- For the week ending 17 January 2024, an active monsoon trough combined with a tropical low brought heavy rainfall in tropical parts of the country. Severe thunderstorms brought rainfall to southeast Australia.
- These falls have provided significant boost to the soil moisture to support pasture growth and built reserves ahead of the upcoming winter cropping season.
- Over the coming week, the active monsoon trough and tropical low will continue to bring heavy rain, in excess of 150 millimetres in parts, to far northern Australia. Troughs across eastern Australia will generate showers and storms over Queensland and northeast New South Wales.
- Rainfall where expected will support development of summer crops and pasture growth, but dry conditions elsewhere will see a decline in soil moisture levels.
- In December 2023, rainfall was variable for the world’s major grain-producing and oilseed-producing regions.
- Northern hemisphere received generally average to above average, with exception of some parts of Canada and the United States where rainfall was below average.
- Southern hemisphere rainfall was below average for southern half of Brazil and northern Paraguay, and across much of western half of Australia. Above average rainfall was recorded for eastern Argentina and south-eastern Australia. Close to average rainfall across the remainder of major grain-producing and oilseed-producing regions.

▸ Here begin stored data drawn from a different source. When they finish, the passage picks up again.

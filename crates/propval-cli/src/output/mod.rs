pub mod csv_out;
pub mod json;
pub mod minimal;
pub mod table;

use crate::OutputFormat;
use serde_json::Value;

/// Render a command's result envelope in the format chosen with `--output`.
pub fn format_output(format: &OutputFormat, value: &Value) {
    match format {
        OutputFormat::Json => json::print_json(value),
        OutputFormat::Table => table::print_table(value),
        OutputFormat::Csv => csv_out::print_csv(value),
        OutputFormat::Minimal => minimal::print_minimal(value),
    }
}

- February to April 2024 rainfall is expected to be average to above average and snowpack will prevent winterkill in the northern hemisphere grain and oilseed growing regions. Generally average rainfall is expected in southern hemisphere cropping regions.
- Water storage levels in the Murray-Darling Basin (MDB) decreased between 11 January 2024 and 18 January 2024 by 66 gigalitres (GL). Current volume of water held in storage is 19 108 GL. This is 12 percent or 2702 GL less than at the same time last year.
- Allocation prices in the Victorian Murray below the Barmah Choke decreased from $60 on 11 January 2024 to $41 on 18 January 2024. Prices are lower in regions above the Barmah choke due to the binding of the Barmah choke trade constraint.
For the week ending 17 January 2024, a broad band of cloud and severe thunderstorms, associated with a low-pressure system, moved across south-eastern Australia bringing significant rainfall. An active monsoon trough combined with a tropical low brought rainfall in excess of 200 millimetres in tropical parts of the country.
Across cropping regions, rainfall totals of up to 100 millimetres were recorded in New South Wales, Victoria and in parts of Queensland. Meanwhile, falls of up to 50 millimetres were recorded in parts of South Australia and Western Australia. These falls will support the ongoing growth and lift the yield potential of summer crops across eastern Australia. Additionally, these falls have provided significant boost to the soil moisture to support pasture growth and built reserves ahead of the upcoming winter cropping season.
Rainfall for the week ending 17 January 2024
Over the 8 days to 25 January 2024, the active monsoon trough and tropical low will continue to bring heavy rain, in excess of 150 millimetres, to northern parts of the country. Troughs across eastern Australia will generate showers and storms over Queensland and northeast New South Wales. A low-pressure system will generate heavy falls in Tasmania.
Across cropping regions, rainfall totals up to 50 millimetres are forecast for Queensland and northern New South Wales. These falls will benefit soil moisture levels for pasture growth and support summer crops. Little to no rainfall is expected across remaining summer cropping regions.
Total forecast rainfall for the period 18 January 2024 to 25 January 2024
Crop production is affected by long-term trends in average rainfall and temperature, interannual climate variability, shocks during specific growth stages, and extreme weather events. Some crops are more tolerant than others to certain types of stresses, and at each growth stage, different types of stresses affect each crop species in different ways.
The precipitation anomalies and outlooks presented here give an indication of the current and future state of production conditions for the major grain and oilseed producing countries which are responsible for over 80% of global production. This is an important input to assessing the global grain supply outlook.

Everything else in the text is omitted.